The number of remotely monitored patients grew by 51 percent to 4.9 million in 2015 as the market entered a growth phase fuelled by rising market acceptance in several key verticals, according to a report by Berg Insight. This number includes all patients enrolled in m-health care programmes in which connected medical devices are used as a part of the care regimen. Connected medical devices used for various forms of personal health tracking are not included in this figure. Researchers estimate that the number of remotely monitored patients will grow at a compound annual growth rate (CAGR) of 48.9 percent to reach 36.1 million by 2020.
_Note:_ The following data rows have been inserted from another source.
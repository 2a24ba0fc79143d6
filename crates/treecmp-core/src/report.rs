//! Comparison report container.

use std::path::PathBuf;
use std::time::Duration;

use serde::{Deserialize, Serialize};

use crate::error::ScanWarning;
use crate::platform::Platform;
use crate::record::DifferenceRecord;

/// Counts of what was enumerated under one root.
#[derive(Debug, Clone, Copy, Default, PartialEq, Eq, Serialize, Deserialize)]
pub struct SideStats {
    /// Regular files.
    pub files: u64,
    /// Directories.
    pub dirs: u64,
    /// Symbolic links.
    pub symlinks: u64,
    /// Other entry kinds.
    pub other: u64,
}

impl SideStats {
    /// Total number of entries.
    pub fn total(&self) -> u64 {
        self.files + self.dirs + self.symlinks + self.other
    }
}

/// Result of comparing two trees.
#[derive(Debug, Clone, Serialize, Deserialize)]
pub struct CompareReport {
    /// First root, as compared.
    pub first_root: PathBuf,

    /// Second root, as compared.
    pub second_root: PathBuf,

    /// Differences, sorted by relative path.
    pub records: Vec<DifferenceRecord>,

    /// Number of records.
    pub total_count: usize,

    /// Traversal warnings from both sides.
    pub warnings: Vec<ScanWarning>,

    /// Entries enumerated under the first root.
    pub first_stats: SideStats,

    /// Entries enumerated under the second root.
    pub second_stats: SideStats,

    /// Platform the comparison ran on.
    pub platform: Platform,

    /// Wall-clock duration of the comparison.
    pub duration: Duration,
}

impl CompareReport {
    /// Create a report; `total_count` is taken from `records`.
    pub fn new(
        first_root: PathBuf,
        second_root: PathBuf,
        records: Vec<DifferenceRecord>,
        warnings: Vec<ScanWarning>,
        stats: (SideStats, SideStats),
        platform: Platform,
        duration: Duration,
    ) -> Self {
        Self {
            first_root,
            second_root,
            total_count: records.len(),
            records,
            warnings,
            first_stats: stats.0,
            second_stats: stats.1,
            platform,
            duration,
        }
    }

    /// Check if no differences were found.
    pub fn is_identical(&self) -> bool {
        self.records.is_empty()
    }

    /// Check if there were any warnings during enumeration.
    pub fn has_warnings(&self) -> bool {
        !self.warnings.is_empty()
    }
}

#[cfg(test)]
mod tests {
    use super::*;

    #[test]
    fn test_total_count_matches_records() {
        let records = vec![
            DifferenceRecord::only_in_first("a"),
            DifferenceRecord::content_differs("b"),
        ];
        let report = CompareReport::new(
            PathBuf::from("/a"),
            PathBuf::from("/b"),
            records,
            Vec::new(),
            (SideStats::default(), SideStats::default()),
            Platform::Linux,
            Duration::ZERO,
        );

        assert_eq!(report.total_count, 2);
        assert!(!report.is_identical());
    }

    #[test]
    fn test_side_stats_total() {
        let stats = SideStats {
            files: 3,
            dirs: 2,
            symlinks: 1,
            other: 0,
        };
        assert_eq!(stats.total(), 6);
    }
}
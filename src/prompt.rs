//! Interactive folder acquisition.

use std::io::{BufRead, Write};
use std::path::PathBuf;

use color_eyre::eyre::{Result, bail};

use treecmp_compare::validate_root;

/// Ask for a folder until the answer validates.
///
/// Fails only when the input is closed before a valid folder is given.
pub fn prompt_for_root(label: &str, input: &mut impl BufRead, output: &mut impl Write) -> Result<PathBuf> {
    loop {
        write!(output, "Enter the path of the {label}: ")?;
        output.flush()?;

        let mut line = String::new();
        if input.read_line(&mut line)? == 0 {
            bail!("No {label} given");
        }

        match validate_root(label, clean_input(&line)) {
            Ok(path) => return Ok(path),
            Err(err) => {
                tracing::debug!(%err, "rejected folder");
                writeln!(output, "{err}")?;
            }
        }
    }
}

/// Strip whitespace and the quotes terminals add to dropped paths.
fn clean_input(line: &str) -> &str {
    let trimmed = line.trim();
    for quote in ['"', '\''] {
        if let Some(inner) = trimmed
            .strip_prefix(quote)
            .and_then(|rest| rest.strip_suffix(quote))
        {
            return inner;
        }
    }
    trimmed
}
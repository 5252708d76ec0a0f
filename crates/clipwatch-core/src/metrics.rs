//! Prometheus counters + the `/metrics`/`/health` axum server shared by both
//! the monitor and detector binaries.

use std::net::SocketAddr;
use std::sync::Arc;

use axum::extract::State;
use axum::http::StatusCode;
use axum::response::IntoResponse;
use axum::routing::get;
use axum::Router;
use prometheus::{Encoder, IntCounterVec, Opts, Registry, TextEncoder};
use tracing::info;

/// Named counters every binary registers; each process picks which ones it
/// actually increments.
pub struct ClipwatchMetrics {
    pub registry: Registry,
    pub polls_total: IntCounterVec,
    pub chat_lines_total: IntCounterVec,
    pub lifecycle_events_total: IntCounterVec,
    pub anomalies_total: IntCounterVec,
    pub clips_created_total: IntCounterVec,
    pub clips_persisted_total: IntCounterVec,
}

impl ClipwatchMetrics {
    pub fn new(namespace: &str) -> Self {
        let registry = Registry::new();

        let polls_total = IntCounterVec::new(
            Opts::new("polls_total", "Top-live polls performed").namespace(namespace),
            &["result"],
        )
        .unwrap();
        let chat_lines_total = IntCounterVec::new(
            Opts::new("chat_lines_total", "Chat lines ingested").namespace(namespace),
            &["result"],
        )
        .unwrap();
        let lifecycle_events_total = IntCounterVec::new(
            Opts::new("lifecycle_events_total", "online/offline events emitted").namespace(namespace),
            &["event_type"],
        )
        .unwrap();
        let anomalies_total = IntCounterVec::new(
            Opts::new("anomalies_total", "Chat-spike anomalies detected").namespace(namespace),
            &["channel_id"],
        )
        .unwrap();
        let clips_created_total = IntCounterVec::new(
            Opts::new("clips_created_total", "Clip-creation attempts by outcome").namespace(namespace),
            &["outcome"],
        )
        .unwrap();
        let clips_persisted_total = IntCounterVec::new(
            Opts::new("clips_persisted_total", "Clips written to the catalog").namespace(namespace),
            &[],
        )
        .unwrap();

        for c in [
            Box::new(polls_total.clone()) as Box<dyn prometheus::core::Collector>,
            Box::new(chat_lines_total.clone()),
            Box::new(lifecycle_events_total.clone()),
            Box::new(anomalies_total.clone()),
            Box::new(clips_created_total.clone()),
            Box::new(clips_persisted_total.clone()),
        ] {
            registry.register(c).expect("duplicate metric registration");
        }

        Self {
            registry,
            polls_total,
            chat_lines_total,
            lifecycle_events_total,
            anomalies_total,
            clips_created_total,
            clips_persisted_total,
        }
    }
}

async fn metrics_handler(State(metrics): State<Arc<ClipwatchMetrics>>) -> impl IntoResponse {
    let encoder = TextEncoder::new();
    let families = metrics.registry.gather();
    let mut buf = Vec::new();
    if let Err(e) = encoder.encode(&families, &mut buf) {
        return (StatusCode::INTERNAL_SERVER_ERROR, e.to_string()).into_response();
    }
    (StatusCode::OK, buf).into_response()
}

async fn health_handler() -> impl IntoResponse {
    axum::Json(serde_json::json!({ "status": "ok" }))
}

/// Serves `/metrics` and `/health` until the process exits. Intended to be
/// spawned as its own task alongside a binary's main loop.
pub async fn serve_metrics(metrics: Arc<ClipwatchMetrics>, addr: SocketAddr) -> anyhow::Result<()> {
    let router = Router::new()
        .route("/metrics", get(metrics_handler))
        .route("/health", get(health_handler))
        .with_state(metrics);

    info!(%addr, "metrics/health server listening");
    let listener = tokio::net::TcpListener::bind(addr).await?;
    axum::serve(listener, router).await?;
    Ok(())
}
//! Clip-creation state machine (spec.md §4.E):
//!
//! `RECEIVED → CREATING → (CREATED | CREATE_FAILED_PERMANENT | CREATE_FAILED_EXHAUSTED)
//!   → WAITING → FETCHING_META → (PERSISTED | META_MISSING | DB_FAILED)`

use std::sync::Arc;
use std::time::Duration;

use chrono::{TimeZone, Utc};
use clipwatch_catalog::Catalog;
use clipwatch_core::{AnomalyEvent, ClipRecord, Result};
use clipwatch_platform::PlatformClient;
use tokio::sync::watch;
use tracing::{info, warn};

/// Terminal outcome of processing one anomaly, named after the spec's state
/// machine so logs and metrics can report it directly.
#[derive(Debug, Clone, PartialEq)]
pub enum ClipOutcome {
    Persisted(ClipRecord),
    CreateFailedPermanent,
    CreateFailedExhausted,
    MetaMissing,
    DbFailed,
    ShutdownInterrupted,
}

pub struct ClipCreator {
    platform: Arc<dyn PlatformClient>,
    catalog: Arc<dyn Catalog>,
    retry_delays_secs: Vec<u64>,
    processing_delay_secs: u64,
}

impl ClipCreator {
    pub fn new(
        platform: Arc<dyn PlatformClient>,
        catalog: Arc<dyn Catalog>,
        retry_delays_secs: Vec<u64>,
        processing_delay_secs: u64,
    ) -> Self {
        Self {
            platform,
            catalog,
            retry_delays_secs,
            processing_delay_secs,
        }
    }

    /// Drive one anomaly through the full state machine. `shutdown` is
    /// checked before every sleep so a shutdown signal interrupts a pending
    /// retry or the processing-delay wait rather than blocking it.
    pub async fn process(
        &self,
        anomaly: &AnomalyEvent,
        shutdown: &mut watch::Receiver<bool>,
    ) -> ClipOutcome {
        let clip_id = match self.create_with_retry(anomaly.channel_id, shutdown).await {
            CreateResult::Id(id) => id,
            CreateResult::Permanent => return ClipOutcome::CreateFailedPermanent,
            CreateResult::Exhausted => return ClipOutcome::CreateFailedExhausted,
            CreateResult::Interrupted => return ClipOutcome::ShutdownInterrupted,
        };

        info!(channel_id = anomaly.channel_id, clip_id, "clip created, waiting for materialization");
        if !interruptible_sleep(Duration::from_secs(self.processing_delay_secs), shutdown).await {
            return ClipOutcome::ShutdownInterrupted;
        }

        let metadata = match self.platform.get_clip(&clip_id).await {
            Ok(Some(m)) => m,
            Ok(None) => {
                warn!(clip_id, "clip metadata never materialized");
                return ClipOutcome::MetaMissing;
            }
            Err(e) => {
                warn!(clip_id, error = %e, "get_clip failed");
                return ClipOutcome::MetaMissing;
            }
        };

        let detected_at = Utc
            .timestamp_millis_opt(anomaly.detected_at_ms)
            .single()
            .unwrap_or_else(Utc::now);

        let record = ClipRecord {
            channel_id: anomaly.channel_id,
            clip_id: clip_id.clone(),
            embed_url: metadata.embed_url,
            thumbnail_url: metadata.thumbnail_url,
            detected_at,
        };

        match self.catalog.upsert_clip(&record).await {
            Ok(()) => ClipOutcome::Persisted(record),
            Err(e) => {
                warn!(clip_id, error = %e, "catalog upsert failed");
                ClipOutcome::DbFailed
            }
        }
    }

    async fn create_with_retry(
        &self,
        channel_id: u64,
        shutdown: &mut watch::Receiver<bool>,
    ) -> CreateResult {
        for (attempt, delay_secs) in self.retry_delays_secs.iter().enumerate() {
            if *delay_secs > 0 && !interruptible_sleep(Duration::from_secs(*delay_secs), shutdown).await {
                return CreateResult::Interrupted;
            }

            match self.platform.create_clip(channel_id).await {
                Ok(clip_id) if !clip_id.is_empty() => return CreateResult::Id(clip_id),
                Ok(_) => continue,
                Err(e) if e.is_retryable() => {
                    warn!(channel_id, attempt, error = %e, "create_clip attempt failed, retrying");
                    continue;
                }
                Err(e) => {
                    warn!(channel_id, error = %e, "create_clip failed permanently");
                    return CreateResult::Permanent;
                }
            }
        }
        CreateResult::Exhausted
    }
}

enum CreateResult {
    Id(String),
    Permanent,
    Exhausted,
    Interrupted,
}

/// Sleeps for `duration` unless `shutdown` flips to `true` first.
/// Returns `false` when interrupted by shutdown.
async fn interruptible_sleep(duration: Duration, shutdown: &mut watch::Receiver<bool>) -> bool {
    if *shutdown.borrow() {
        return false;
    }
    tokio::select! {
        _ = tokio::time::sleep(duration) => true,
        _ = shutdown.changed() => !*shutdown.borrow(),
    }
}

#[cfg(test)]
mod tests {
    use super::*;
    use async_trait::async_trait;
    use clipwatch_core::{ClipwatchError, LiveRanking};
    use clipwatch_platform::ClipMetadata;
    use std::sync::atomic::{AtomicUsize, Ordering};
    use std::sync::Mutex;

    struct FakePlatform {
        create_responses: Mutex<Vec<Result<String>>>,
        get_clip_response: Mutex<Option<Option<ClipMetadata>>>,
        create_calls: AtomicUsize,
    }

    impl FakePlatform {
        fn new(create_responses: Vec<Result<String>>, get_clip_response: Option<ClipMetadata>) -> Self {
            Self {
                create_responses: Mutex::new(create_responses),
                get_clip_response: Mutex::new(Some(get_clip_response)),
                create_calls: AtomicUsize::new(0),
            }
        }
    }

    #[async_trait]
    impl PlatformClient for FakePlatform {
        async fn list_top_live(&self, _n: u32) -> Result<LiveRanking> {
            Ok(LiveRanking::default())
        }

        async fn create_clip(&self, _channel_id: u64) -> Result<String> {
            self.create_calls.fetch_add(1, Ordering::SeqCst);
            let mut responses = self.create_responses.lock().unwrap();
            if responses.is_empty() {
                return Ok(String::new());
            }
            responses.remove(0)
        }

        async fn get_clip(&self, _clip_id: &str) -> Result<Option<ClipMetadata>> {
            Ok(self.get_clip_response.lock().unwrap().clone().flatten())
        }
    }

    struct FakeCatalog {
        upserted: Mutex<Vec<ClipRecord>>,
        fail: bool,
    }

    impl FakeCatalog {
        fn new(fail: bool) -> Self {
            Self {
                upserted: Mutex::new(Vec::new()),
                fail,
            }
        }
    }

    #[async_trait]
    impl Catalog for FakeCatalog {
        async fn upsert_clip(&self, clip: &ClipRecord) -> Result<()> {
            if self.fail {
                return Err(ClipwatchError::Transient("db down".into()));
            }
            self.upserted.lock().unwrap().push(clip.clone());
            Ok(())
        }

        async fn upsert_streamer(
            &self,
            _channel_id: u64,
            _login: &str,
            _last_seen: chrono::DateTime<Utc>,
        ) -> Result<()> {
            Ok(())
        }

        async fn list_clips(
            &self,
            _start: chrono::DateTime<Utc>,
            _end: chrono::DateTime<Utc>,
            _limit: i64,
            _broadcaster_id: Option<i64>,
        ) -> Result<Vec<clipwatch_catalog::ClipListing>> {
            Ok(Vec::new())
        }

        async fn get_clip_by_id(&self, _clip_id: &str) -> Result<Option<clipwatch_catalog::ClipListing>> {
            Ok(None)
        }

        async fn ping(&self) -> Result<()> {
            Ok(())
        }
    }

    fn anomaly() -> AnomalyEvent {
        AnomalyEvent {
            channel_id: 111,
            detected_at_ms: 1_700_000_000_000,
            message_count: 25,
            baseline_mean: 5.0,
            baseline_std: 1.0,
        }
    }

    #[tokio::test]
    async fn succeeds_on_first_attempt_and_persists() {
        let platform = Arc::new(FakePlatform::new(
            vec![Ok("C1".to_string())],
            Some(ClipMetadata {
                embed_url: "e1".into(),
                thumbnail_url: "t1".into(),
            }),
        ));
        let catalog = Arc::new(FakeCatalog::new(false));
        let creator = ClipCreator::new(platform, catalog.clone(), vec![0, 3, 6], 0);
        let (_tx, mut rx) = watch::channel(false);

        let outcome = creator.process(&anomaly(), &mut rx).await;
        match outcome {
            ClipOutcome::Persisted(record) => {
                assert_eq!(record.clip_id, "C1");
                assert_eq!(record.embed_url, "e1");
            }
            other => panic!("expected Persisted, got {other:?}"),
        }
        assert_eq!(catalog.upserted.lock().unwrap().len(), 1);
    }

    #[tokio::test]
    async fn permanent_failure_aborts_without_retry() {
        let platform = Arc::new(FakePlatform::new(
            vec![Err(ClipwatchError::Permanent("403".into()))],
            None,
        ));
        let catalog = Arc::new(FakeCatalog::new(false));
        let creator = ClipCreator::new(platform.clone(), catalog, vec![0, 3, 6], 0);
        let (_tx, mut rx) = watch::channel(false);

        let outcome = creator.process(&anomaly(), &mut rx).await;
        assert_eq!(outcome, ClipOutcome::CreateFailedPermanent);
        assert_eq!(platform.create_calls.load(Ordering::SeqCst), 1);
    }

    #[tokio::test]
    async fn retries_transient_failures_then_succeeds() {
        let platform = Arc::new(FakePlatform::new(
            vec![
                Err(ClipwatchError::Transient("503".into())),
                Err(ClipwatchError::Transient("503".into())),
                Ok("C2".to_string()),
            ],
            Some(ClipMetadata {
                embed_url: "e2".into(),
                thumbnail_url: "t2".into(),
            }),
        ));
        let catalog = Arc::new(FakeCatalog::new(false));
        let creator = ClipCreator::new(platform.clone(), catalog, vec![0, 0, 0], 0);
        let (_tx, mut rx) = watch::channel(false);

        let outcome = creator.process(&anomaly(), &mut rx).await;
        assert!(matches!(outcome, ClipOutcome::Persisted(_)));
        assert_eq!(platform.create_calls.load(Ordering::SeqCst), 3);
    }

    #[tokio::test]
    async fn exhausts_retries_on_repeated_transient_failure() {
        let platform = Arc::new(FakePlatform::new(
            vec![
                Err(ClipwatchError::Transient("503".into())),
                Err(ClipwatchError::Transient("503".into())),
                Err(ClipwatchError::Transient("503".into())),
            ],
            None,
        ));
        let catalog = Arc::new(FakeCatalog::new(false));
        let creator = ClipCreator::new(platform, catalog, vec![0, 0, 0], 0);
        let (_tx, mut rx) = watch::channel(false);

        let outcome = creator.process(&anomaly(), &mut rx).await;
        assert_eq!(outcome, ClipOutcome::CreateFailedExhausted);
    }

    #[tokio::test]
    async fn missing_metadata_ends_pipeline_without_db_write() {
        let platform = Arc::new(FakePlatform::new(vec![Ok("C3".to_string())], None));
        let catalog = Arc::new(FakeCatalog::new(false));
        let creator = ClipCreator::new(platform, catalog.clone(), vec![0], 0);
        let (_tx, mut rx) = watch::channel(false);

        let outcome = creator.process(&anomaly(), &mut rx).await;
        assert_eq!(outcome, ClipOutcome::MetaMissing);
        assert!(catalog.upserted.lock().unwrap().is_empty());
    }

    #[tokio::test]
    async fn db_failure_is_reported_and_not_silently_dropped() {
        let platform = Arc::new(FakePlatform::new(
            vec![Ok("C4".to_string())],
            Some(ClipMetadata {
                embed_url: "e4".into(),
                thumbnail_url: "t4".into(),
            }),
        ));
        let catalog = Arc::new(FakeCatalog::new(true));
        let creator = ClipCreator::new(platform, catalog, vec![0], 0);
        let (_tx, mut rx) = watch::channel(false);

        let outcome = creator.process(&anomaly(), &mut rx).await;
        assert_eq!(outcome, ClipOutcome::DbFailed);
    }

    #[tokio::test]
    async fn shutdown_interrupts_a_pending_retry_sleep() {
        let platform = Arc::new(FakePlatform::new(
            vec![
                Err(ClipwatchError::Transient("503".into())),
                Ok("C5".to_string()),
            ],
            Some(ClipMetadata {
                embed_url: "e5".into(),
                thumbnail_url: "t5".into(),
            }),
        ));
        let catalog = Arc::new(FakeCatalog::new(false));
        let creator = ClipCreator::new(platform, catalog, vec![0, 60, 60], 0);
        let (tx, mut rx) = watch::channel(false);

        let anomaly = anomaly();
        let handle = tokio::spawn(async move { creator.process(&anomaly, &mut rx).await });
        tokio::time::sleep(Duration::from_millis(20)).await;
        tx.send(true).unwrap();

        let outcome = handle.await.unwrap();
        assert_eq!(outcome, ClipOutcome::ShutdownInterrupted);
    }
}
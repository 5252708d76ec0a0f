use std::sync::Arc;

use axum::extract::{Path, Query, State};
use axum::http::StatusCode;
use axum::Json;
use chrono::{DateTime, Duration, Utc};
use clipwatch_catalog::ClipListing;
use serde::{Deserialize, Serialize};
use serde_json::{json, Value};
use tracing::error;

use crate::app::AppState;

const DEFAULT_CLIP_LIMIT: i64 = 50;
const MAX_CLIP_LIMIT: i64 = 100;
const DEFAULT_DAYS_BACK: i64 = 7;

#[derive(Debug, Deserialize)]
pub struct ListClipsQuery {
    start: Option<String>,
    end: Option<String>,
    limit: Option<i64>,
    broadcaster_id: Option<i64>,
}

#[derive(Debug, Serialize)]
struct ClipDto {
    id: i64,
    broadcaster_id: i64,
    clip_id: String,
    embed_url: String,
    thumbnail_url: String,
    detected_at: DateTime<Utc>,
    created_at: DateTime<Utc>,
    streamer_login: Option<String>,
}

impl From<ClipListing> for ClipDto {
    fn from(c: ClipListing) -> Self {
        Self {
            id: c.id,
            broadcaster_id: c.broadcaster_id,
            clip_id: c.clip_id,
            embed_url: c.embed_url,
            thumbnail_url: c.thumbnail_url,
            detected_at: c.detected_at,
            created_at: c.created_at,
            streamer_login: c.streamer_login,
        }
    }
}

fn parse_iso8601(raw: &str) -> Option<DateTime<Utc>> {
    DateTime::parse_from_rfc3339(raw).ok().map(|dt| dt.with_timezone(&Utc))
}

fn bad_request(msg: &str) -> (StatusCode, Json<Value>) {
    (StatusCode::BAD_REQUEST, Json(json!({ "error": msg })))
}

/// GET /v1.0/clip?start=&end=&limit=&broadcaster_id=
pub async fn list_clips_handler(
    State(state): State<Arc<AppState>>,
    Query(params): Query<ListClipsQuery>,
) -> Result<Json<Value>, (StatusCode, Json<Value>)> {
    let limit = match params.limit {
        Some(l) => l.clamp(1, MAX_CLIP_LIMIT),
        None => DEFAULT_CLIP_LIMIT,
    };

    let now = Utc::now();
    let default_start = now - Duration::days(DEFAULT_DAYS_BACK);

    let start = match &params.start {
        Some(s) => parse_iso8601(s).ok_or_else(|| bad_request("invalid start timestamp format, use ISO 8601"))?,
        None => default_start,
    };
    let end = match &params.end {
        Some(s) => parse_iso8601(s).ok_or_else(|| bad_request("invalid end timestamp format, use ISO 8601"))?,
        None => now,
    };

    if start > end {
        return Err(bad_request("start time must be before end time"));
    }

    let clips = state
        .catalog
        .list_clips(start, end, limit, params.broadcaster_id)
        .await
        .map_err(|e| {
            error!(error = %e, "clip listing query failed");
            (
                StatusCode::INTERNAL_SERVER_ERROR,
                Json(json!({ "error": "internal server error" })),
            )
        })?;

    let count = clips.len();
    let dtos: Vec<ClipDto> = clips.into_iter().map(ClipDto::from).collect();

    Ok(Json(json!({
        "clips": dtos,
        "count": count,
        "query": { "start": start, "end": end, "limit": limit, "broadcaster_id": params.broadcaster_id },
    })))
}

/// GET /v1.0/clip/:clip_id
pub async fn get_clip_handler(
    State(state): State<Arc<AppState>>,
    Path(clip_id): Path<String>,
) -> Result<Json<ClipDto>, (StatusCode, Json<Value>)> {
    let clip = state.catalog.get_clip_by_id(&clip_id).await.map_err(|e| {
        error!(error = %e, "clip lookup query failed");
        (
            StatusCode::INTERNAL_SERVER_ERROR,
            Json(json!({ "error": "internal server error" })),
        )
    })?;

    match clip {
        Some(c) => Ok(Json(ClipDto::from(c))),
        None => Err((StatusCode::NOT_FOUND, Json(json!({ "error": "not found" })))),
    }
}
The two main applications are monitoring of patients with implantable cardiac rhythm management (CRM) devices and monitoring of patients with sleep therapy devices. These two verticals accounted for 81 percent of all connected home medical monitoring systems in 2015. Telehealth is the third largest segment with 0.41 million connections at the end of the year. All other device categories, including ECG, glucose level, medication adherence and others, stood for less than 0.2 million connections each at the end of the year. The sleep therapy segment accounted for the majority of the market growth in 2015. ResMed surpassed Medtronic as the world’s largest provider of connected healthcare solutions for remote patient monitoring in 2015. Earlier in 2015, Medtronic became the first company in the world to surpass the milestone of 1.0 million remotely monitored patients.
Another landmark event in 2015 was that mobile connectivity surpassed PSTN and LAN as the most widely used connectivity technology for remote patient monitoring. An emerging alternative is that patients use their own mobile devices as health hubs. The bring your own device (BYOD) model can in theory be very cost-efficient as no dedicated hardware or subscriptions are needed, but accounted for less than two percent of all connections in 2015, researchers said.